◆ Work required
Copy each entry below exactly.

★ ★ ★

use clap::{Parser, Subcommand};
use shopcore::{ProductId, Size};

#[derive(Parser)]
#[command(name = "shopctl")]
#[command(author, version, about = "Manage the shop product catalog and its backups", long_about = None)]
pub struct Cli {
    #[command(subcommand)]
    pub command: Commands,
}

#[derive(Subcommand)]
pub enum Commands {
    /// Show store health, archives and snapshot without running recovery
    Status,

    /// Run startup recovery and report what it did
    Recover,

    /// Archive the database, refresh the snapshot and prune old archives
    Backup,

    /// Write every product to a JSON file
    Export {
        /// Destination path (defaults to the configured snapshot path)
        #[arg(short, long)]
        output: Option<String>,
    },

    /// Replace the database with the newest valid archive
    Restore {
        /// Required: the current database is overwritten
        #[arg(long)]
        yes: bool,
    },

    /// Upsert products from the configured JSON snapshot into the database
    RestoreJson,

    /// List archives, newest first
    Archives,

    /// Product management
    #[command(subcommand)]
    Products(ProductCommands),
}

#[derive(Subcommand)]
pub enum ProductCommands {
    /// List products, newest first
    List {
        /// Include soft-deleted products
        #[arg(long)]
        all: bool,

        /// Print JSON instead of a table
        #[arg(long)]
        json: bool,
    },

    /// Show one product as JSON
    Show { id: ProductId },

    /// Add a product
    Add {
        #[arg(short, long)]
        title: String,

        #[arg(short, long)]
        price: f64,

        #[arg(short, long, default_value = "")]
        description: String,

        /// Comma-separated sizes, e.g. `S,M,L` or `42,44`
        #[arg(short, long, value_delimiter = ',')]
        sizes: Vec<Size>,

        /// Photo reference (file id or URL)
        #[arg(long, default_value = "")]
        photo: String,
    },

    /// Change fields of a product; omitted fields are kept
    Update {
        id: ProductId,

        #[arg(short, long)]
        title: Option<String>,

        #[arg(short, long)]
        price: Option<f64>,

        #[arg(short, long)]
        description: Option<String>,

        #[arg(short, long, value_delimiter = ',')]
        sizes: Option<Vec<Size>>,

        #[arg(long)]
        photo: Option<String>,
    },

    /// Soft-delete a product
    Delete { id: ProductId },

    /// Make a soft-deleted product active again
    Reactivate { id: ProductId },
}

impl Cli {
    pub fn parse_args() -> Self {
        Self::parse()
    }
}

★ ★ ★

◆ Solution to this exercise
use clap::{Parser, Subcommand};
use shopcore::{ProductId, Size};

#[derive(Parser)]
#[command(name = "shopctl")]
#[command(author, version, about = "Manage the shop product catalog and its backups", long_about = None)]
pub struct Cli {
    #[command(subcommand)]
    pub command: Commands,
}

#[derive(Subcommand)]
pub enum Commands {
    /// Show store health, archives and snapshot without running recovery
    Status,

    /// Run startup recovery and report what it did
    Recover,

    /// Archive the database, refresh the snapshot and prune old archives
    Backup,

    /// Write every product to a JSON file
    Export {
        /// Destination path (defaults to the configured snapshot path)
        #[arg(short, long)]
        output: Option<String>,
    },

    /// Replace the database with the newest valid archive
    Restore {
        /// Required: the current database is overwritten
        #[arg(long)]
        yes: bool,
    },

    /// Upsert products from the configured JSON snapshot into the database
    RestoreJson,

    /// List archives, newest first
    Archives,

    /// Product management
    #[command(subcommand)]
    Products(ProductCommands),
}

#[derive(Subcommand)]
pub enum ProductCommands {
    /// List products, newest first
    List {
        /// Include soft-deleted products
        #[arg(long)]
        all: bool,

        /// Print JSON instead of a table
        #[arg(long)]
        json: bool,
    },

    /// Show one product as JSON
    Show { id: ProductId },

    /// Add a product
    Add {
        #[arg(short, long)]
        title: String,

        #[arg(short, long)]
        price: f64,

        #[arg(short, long, default_value = "")]
        description: String,

        /// Comma-separated sizes, e.g. `S,M,L` or `42,44`
        #[arg(short, long, value_delimiter = ',')]
        sizes: Vec<Size>,

        /// Photo reference (file id or URL)
        #[arg(long, default_value = "")]
        photo: String,
    },

    /// Change fields of a product; omitted fields are kept
    Update {
        id: ProductId,

        #[arg(short, long)]
        title: Option<String>,

        #[arg(short, long)]
        price: Option<f64>,

        #[arg(short, long)]
        description: Option<String>,

        #[arg(short, long, value_delimiter = ',')]
        sizes: Option<Vec<Size>>,

        #[arg(long)]
        photo: Option<String>,
    },

    /// Soft-delete a product
    Delete { id: ProductId },

    /// Make a soft-deleted product active again
    Reactivate { id: ProductId },
}

impl Cli {
    pub fn parse_args() -> Self {
        Self::parse()
    }
}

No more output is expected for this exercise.